Ángel Berlanga lee La sed, de Hernán Arias, y escribe para Radar Libros:
«Lo que le va pasando a un pibe de once, doce años, en cinco jornadas esparcidas entre invierno y primavera del ’86, verano del ’87: a eso se asoma el lector de La sed, novela inicial e iniciática de Hernán Arias (San Francisco, Córdoba, 1974). Fechada en 2003, publicada dos años después, ganadora del premio provincial Daniel Moyano y editada ahora en Buenos Aires, La sed se lee de un tirón, reivindica la morosidad del tiempo y deja una extraña sensación pictórica, que acaso provenga de las sutiles capas de sucesos familiares narrados en primera persona por el protagonista, sucesos que no se tornan tales por estruendo, efecto o vertiginosidad sino más bien por una voluntad de mirar en detalle, de aprehender lo que pasa, se dice o se hace, quizás en busca de entender, o de encontrar algún sentido.
Las jornadas que evoca el pibe/protagonista/narrador transcurren en el campo, casi todas con epicentro en una casa que la familia tiene en las afueras de un pueblo cordobés, donde viven. La del invierno es una cacería de perdices y liebres con perro, padre, tío y abuelo; la de la primavera, la tala de un árbol en medio de un monte de un campo vecino y el arrastre hasta casa del tronco para hacer leña, guiado por el tío. Luego, ya en el verano, sobrevendrán una tarde de carreras de caballos, con sus caudales de apuestas y vino, en un camino abandonado; una visita del tío, acompañado por una amiga (¿dónde está la tía?) y por su hijo (el primo); y, al final, un asado abundante, hecho artesanalmente y celebrado, mientras se acerca implacable una tormenta. Aunque al comienzo puede pensarse casi en un relato pormenorizado, sobre el pucho, para un diario personal, con el andar de las páginas hay señales de que el texto fue escrito a cierta distancia temporal, pero cuánta.
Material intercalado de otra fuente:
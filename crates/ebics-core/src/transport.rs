//! Transport collaborator: moves request bytes to the bank and returns the response.

use crate::error::EbicsResult;

/// Blocking request/response exchange with the bank server.
///
/// Implementations surface connection failures as `EbicsError::Transport`.
/// Timeouts and retries belong to the implementation, not to this core.
pub trait Transport {
    fn send(&self, request: &[u8]) -> EbicsResult<Vec<u8>>;
}

impl<T: Transport + ?Sized> Transport for &T {
    fn send(&self, request: &[u8]) -> EbicsResult<Vec<u8>> {
        (**self).send(request)
    }
}
//! Bank public keys from an HPB response
//!
//! The keys travel as ordinary encrypted order data: the session key is
//! wrapped with the subscriber's E002 key, the `HPBResponseOrderData` document
//! is deflated and AES-encrypted.

use ebics_core::return_code::{
    EBICS_KEYMGMT_UNSUPPORTED_VERSION_AUTHENTICATION, EBICS_KEYMGMT_UNSUPPORTED_VERSION_ENCRYPTION,
};
use ebics_core::{EbicsError, EbicsResult};
use ebics_crypto::{decode_download, KeyFamily, KeyPair, KeyVersion, PublicKeyInfo};

use crate::download::unwrap_transaction_key;
use crate::envelope::envelope_from;
use crate::xml::{decode_base64, XmlDocument};

/// The bank's authentication (X002) and encryption (E002) keys
#[derive(Debug, Clone, PartialEq, Eq)]
pub struct BankKeys {
    pub host_id: Option<String>,
    pub authentication: PublicKeyInfo,
    pub encryption: PublicKeyInfo,
}

/// Decrypt and parse an HPB response with the subscriber's encryption key.
pub fn parse_bank_keys(bytes: &[u8], own_encryption: &KeyPair) -> EbicsResult<BankKeys> {
    let doc = XmlDocument::parse(bytes)?;
    envelope_from(&doc)?.report()?;

    let transaction_key = decode_base64(
        doc.required_text(&["DataEncryptionInfo", "TransactionKey"])?,
        "TransactionKey",
    )?;
    let key_digest = doc
        .text(&["DataEncryptionInfo", "EncryptionPubKeyDigest"])
        .filter(|d| !d.is_empty())
        .map(|d| decode_base64(d, "EncryptionPubKeyDigest"))
        .transpose()?;
    let order_data = decode_base64(doc.required_text(&["DataTransfer", "OrderData"])?, "OrderData")?;

    let session = unwrap_transaction_key(&transaction_key, key_digest.as_deref(), own_encryption)?;
    let plain = decode_download(&order_data, &session, None)?;
    let keys = parse_key_order_data(&plain)?;

    tracing::info!(
        host = ?keys.host_id,
        authentication = %keys.authentication.version,
        encryption = %keys.encryption.version,
        "bank keys received"
    );
    Ok(keys)
}

/// Parse a plaintext `HPBResponseOrderData` document.
pub fn parse_key_order_data(bytes: &[u8]) -> EbicsResult<BankKeys> {
    let doc = XmlDocument::parse(bytes)?;
    if doc.root_name() != "HPBResponseOrderData" {
        return Err(EbicsError::malformed(format!(
            "expected HPBResponseOrderData, got <{}>",
            doc.root_name()
        )));
    }

    let authentication = key_info(
        &doc,
        "AuthenticationPubKeyInfo",
        "AuthenticationVersion",
        KeyFamily::Authentication,
    )?;
    let encryption = key_info(
        &doc,
        "EncryptionPubKeyInfo",
        "EncryptionVersion",
        KeyFamily::Encryption,
    )?;
    let host_id = doc
        .text(&["HPBResponseOrderData", "HostID"])
        .filter(|h| !h.is_empty())
        .map(str::to_string);

    Ok(BankKeys {
        host_id,
        authentication,
        encryption,
    })
}

fn key_info(
    doc: &XmlDocument,
    section: &str,
    version_element: &str,
    family: KeyFamily,
) -> EbicsResult<PublicKeyInfo> {
    let unsupported = match family {
        KeyFamily::Encryption => EBICS_KEYMGMT_UNSUPPORTED_VERSION_ENCRYPTION,
        _ => EBICS_KEYMGMT_UNSUPPORTED_VERSION_AUTHENTICATION,
    };

    let version_text = doc
        .text(&[section, version_element])
        .ok_or_else(|| EbicsError::malformed(format!("missing {section}/{version_element}")))?;
    let version: KeyVersion = version_text
        .parse()
        .map_err(|_| EbicsError::protocol(unsupported.clone(), format!("key version '{version_text}'")))?;
    if version.family() != family {
        return Err(EbicsError::protocol(
            unsupported,
            format!("{version} in {section}"),
        ));
    }

    let component = |name: &str| -> EbicsResult<Vec<u8>> {
        let element = doc
            .find_under(section, &["RSAKeyValue", name])
            .ok_or_else(|| EbicsError::malformed(format!("missing {section} RSAKeyValue/{name}")))?;
        decode_base64(&element.text, name)
    };
    PublicKeyInfo::from_components(&component("Modulus")?, &component("Exponent")?, version)
}

#[cfg(test)]
mod tests {
    use super::*;
    use crate::envelope::tests::response;
    use base64::Engine as _;
    use ebics_crypto::{encode_upload, encrypt_session_key, generate_session_key};

    fn b64(bytes: &[u8]) -> String {
        base64::engine::general_purpose::STANDARD.encode(bytes)
    }

    fn key_block(section: &str, version_element: &str, info: &PublicKeyInfo) -> String {
        format!(
            "<{section}><PubKeyValue><ds:RSAKeyValue><ds:Modulus>{}</ds:Modulus>\
             <ds:Exponent>{}</ds:Exponent></ds:RSAKeyValue></PubKeyValue>\
             <{version_element}>{}</{version_element}></{section}>",
            b64(&info.modulus()),
            b64(&info.exponent()),
            info.version
        )
    }

    fn order_data(auth: &PublicKeyInfo, enc: &PublicKeyInfo) -> String {
        format!(
            r#"<?xml version="1.0" encoding="UTF-8"?>
<HPBResponseOrderData xmlns="urn:org:ebics:H004" xmlns:ds="http://www.w3.org/2000/09/xmldsig#">{}{}<HostID>EBIXHOST</HostID></HPBResponseOrderData>"#,
            key_block("AuthenticationPubKeyInfo", "AuthenticationVersion", auth),
            key_block("EncryptionPubKeyInfo", "EncryptionVersion", enc),
        )
    }

    #[test]
    fn test_parse_key_order_data() {
        let auth = KeyPair::generate(KeyVersion::X002, 1024).unwrap().public_info();
        let enc = KeyPair::generate(KeyVersion::E002, 1024).unwrap().public_info();
        let keys = parse_key_order_data(order_data(&auth, &enc).as_bytes()).unwrap();
        assert_eq!(keys.host_id.as_deref(), Some("EBIXHOST"));
        assert_eq!(keys.authentication, auth);
        assert_eq!(keys.encryption, enc);
    }

    #[test]
    fn test_swapped_versions_rejected() {
        let auth = KeyPair::generate(KeyVersion::E002, 1024).unwrap().public_info();
        let enc = KeyPair::generate(KeyVersion::E002, 1024).unwrap().public_info();
        let err = parse_key_order_data(order_data(&auth, &enc).as_bytes()).unwrap_err();
        assert_eq!(
            err.return_code(),
            Some(EBICS_KEYMGMT_UNSUPPORTED_VERSION_AUTHENTICATION)
        );
    }

    #[test]
    fn test_parse_bank_keys_end_to_end() {
        let own = KeyPair::generate(KeyVersion::E002, 1024).unwrap();
        let bank_auth = KeyPair::generate(KeyVersion::X002, 1024).unwrap().public_info();
        let bank_enc = KeyPair::generate(KeyVersion::E002, 1024).unwrap().public_info();

        let session = generate_session_key();
        let plain = order_data(&bank_auth, &bank_enc);
        let encoded = encode_upload(plain.as_bytes(), &session).unwrap();
        let wrapped = encrypt_session_key(&session, own.public_key()).unwrap();

        let body = format!(
            "<DataTransfer><DataEncryptionInfo authenticate=\"true\">\
             <EncryptionPubKeyDigest Version=\"E002\">{}</EncryptionPubKeyDigest>\
             <TransactionKey>{}</TransactionKey></DataEncryptionInfo>\
             <OrderData>{}</OrderData></DataTransfer>",
            b64(&own.public_key_digest()),
            b64(&wrapped),
            b64(&encoded.ciphertext)
        );
        let xml = response("000000", "000000", "", &body)
            .replace("<ebicsResponse", "<ebicsKeyManagementResponse")
            .replace("</ebicsResponse>", "</ebicsKeyManagementResponse>");

        let keys = parse_bank_keys(xml.as_bytes(), &own).unwrap();
        assert_eq!(keys.authentication, bank_auth);
        assert_eq!(keys.encryption, bank_enc);
    }

    #[test]
    fn test_signature_key_cannot_decrypt() {
        let wrong = KeyPair::generate(KeyVersion::A006, 1024).unwrap();
        let body = "<DataTransfer><DataEncryptionInfo><TransactionKey>AAAA</TransactionKey>\
                    </DataEncryptionInfo><OrderData>AAAA</OrderData></DataTransfer>";
        let xml = response("000000", "000000", "", body);
        assert!(matches!(
            parse_bank_keys(xml.as_bytes(), &wrong),
            Err(EbicsError::Crypto(_))
        ));
    }
}
use thiserror::Error;

use crate::return_code::{self, ReturnCode};

pub type EbicsResult<T> = Result<T, EbicsError>;

#[derive(Debug, Error)]
pub enum EbicsError {
    /// The counterpart answered with a non-OK return code.
    #[error("EBICS protocol error {code}{}", fmt_message(.message))]
    Protocol {
        code: ReturnCode,
        message: Option<String>,
    },

    #[error("crypto error: {0}")]
    Crypto(String),

    #[error("malformed response: {0}")]
    MalformedResponse(String),

    #[error("I/O error: {context}: {source}")]
    Io {
        context: String,
        #[source]
        source: std::io::Error,
    },

    #[error("transport error: {0}")]
    Transport(String),

    #[error("config error: {0}")]
    Config(String),

    #[error(transparent)]
    Other(#[from] anyhow::Error),
}

fn fmt_message(message: &Option<String>) -> String {
    match message {
        Some(m) => format!(" ({m})"),
        None => String::new(),
    }
}

impl EbicsError {
    pub fn protocol(code: ReturnCode, message: impl Into<String>) -> Self {
        EbicsError::Protocol {
            code,
            message: Some(message.into()),
        }
    }

    pub fn crypto(message: impl Into<String>) -> Self {
        EbicsError::Crypto(message.into())
    }

    pub fn malformed(message: impl Into<String>) -> Self {
        EbicsError::MalformedResponse(message.into())
    }

    pub fn io(context: impl Into<String>, source: std::io::Error) -> Self {
        EbicsError::Io {
            context: context.into(),
            source,
        }
    }

    /// The return code this failure maps to. I/O, transport and config
    /// failures originate locally and carry none.
    pub fn return_code(&self) -> Option<ReturnCode> {
        match self {
            EbicsError::Protocol { code, .. } => Some(code.clone()),
            EbicsError::Crypto(_) => Some(return_code::EBICS_INTERNAL_ERROR),
            EbicsError::MalformedResponse(_) => Some(return_code::EBICS_INVALID_REQUEST_CONTENT),
            EbicsError::Io { .. }
            | EbicsError::Transport(_)
            | EbicsError::Config(_)
            | EbicsError::Other(_) => None,
        }
    }

    /// True for failures originating in local segment storage.
    pub fn is_io(&self) -> bool {
        matches!(self, EbicsError::Io { .. })
    }
}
Al margen, Arias lleva al lector ahí, a los momentos en los que está el chico. Pasado-presente: eso es uno. ¿Pero cómo hace, Arias? Cuenta corto, sustancia pura; pura sustancia al latir del pibe, al que le interesa qué dicen y hacen los suyos e ir experimentando su propio observar y hacer. Tiene, el pibe, conciencia de estar descubriendo el mundo y una curiosidad activa que sopesa y balancea tutelaje, en términos de estilo, entre el talante del padre y el del tío, el primero más controlado y correcto, el segundo más suelto, transgresor, rupturista. La tensión entre ambos, la enfermedad de la abuela que se agrava y la mudanza del primo a Córdoba capital marcan, en esos meses, un tiempo de transición: familia que se resquebraja, paraíso que se reconfigura, fin de infancia. Arias compone estas perplejidades y algunos riesgos que afronta el chico con una sutileza asombrosa: las notas precisas para que la música suene más allá de los tiempos.
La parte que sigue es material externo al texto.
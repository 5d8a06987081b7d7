//! ebics-crypto: order-data pipeline for EBICS transfers
//!
//! Pipeline (upload): plaintext → SHA-256 digest → deflate → AES-128-CBC (session key) → segment
//! Pipeline (download): segments joined → AES-128-CBC decrypt → inflate → plaintext
//!
//! Key families:
//! ```text
//! Signature (A005 / A006)   order signatures over the plaintext
//! Authentication (X002)     request/response AuthSignature, PKCS#1 v1.5 over a digest
//! Encryption (E002)         RSA transport of the 16-byte per-transaction session key
//! ```
//!
//! The session key never encrypts anything but one transaction's order data,
//! and the RSA keys never encrypt bulk data.

pub mod asymmetric;
pub mod compress;
pub mod digest;
pub mod keys;
pub mod pipeline;
pub mod session;
pub mod signature;
pub mod store;
pub mod subscriber;
pub mod symmetric;

pub use asymmetric::{asymmetric_decrypt, asymmetric_encrypt, decrypt_session_key, encrypt_session_key};
pub use compress::{compress, decompress};
pub use digest::{digest, digest_to_hex, DigestReader, DigestValue};
pub use keys::{public_key_digest, KeyFamily, KeyPair, KeyVersion, PublicKeyInfo};
pub use pipeline::{decode_download, encode_upload, EncodedPayload};
pub use session::{generate_session_key, SessionKey};
pub use signature::{authenticate, sign, sign_with, strip_os_specific, verify, verify_authentication};
pub use store::{KeyStore, MemoryKeyStore};
pub use subscriber::{signature_version, SubscriberKeys};
pub use symmetric::{symmetric_decrypt, symmetric_encrypt};

/// Size of a session key in bytes (AES-128)
pub const SESSION_KEY_SIZE: usize = 16;

/// Size of a SHA-256 digest
pub const DIGEST_SIZE: usize = 32;

/// AES block size; every ciphertext is a multiple of it
pub const BLOCK_SIZE: usize = 16;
Para La sed, Arias dispone un marco bastante preciso: el universo del pibe se ciñe casi exclusivamente a lo que vive en el campo con su familia. Apenas si hay alguna referencia a su vida en el pueblo. No son los únicos recortes: tampoco hay referencias políticas específicas o inquietudes directas sobre el sexo o el amor. Y sin embargo el tío ha abierto, en la percepción del chico, unas grietas que invitan a asomarse. Cuando cuenta, por ejemplo, que un vecino terminó enloqueciendo de avaricia. Cuando brinda, en el asado final, “por la justicia y la libertad”. Su amiga le ha dicho al chico, en aquella visita, que el ardor físico, el de una herida, es como la sed. Que ella se había criado en un pueblo playero, que de chica no podía entender que toda esa agua no se pudiera tomar y que esa llanura, la que tenían ante sus ojos, era igual al mar. Inmensidades inabarcables. Como los tiempos, las vidas en perspectiva, el pasado-presente de esta novela que juega, en su cita inicial, unas palabras de Cioran: “Cansado del futuro, he atravesado los días y, sin embargo, estoy atormentado por la intemperancia de no sé qué sed”.»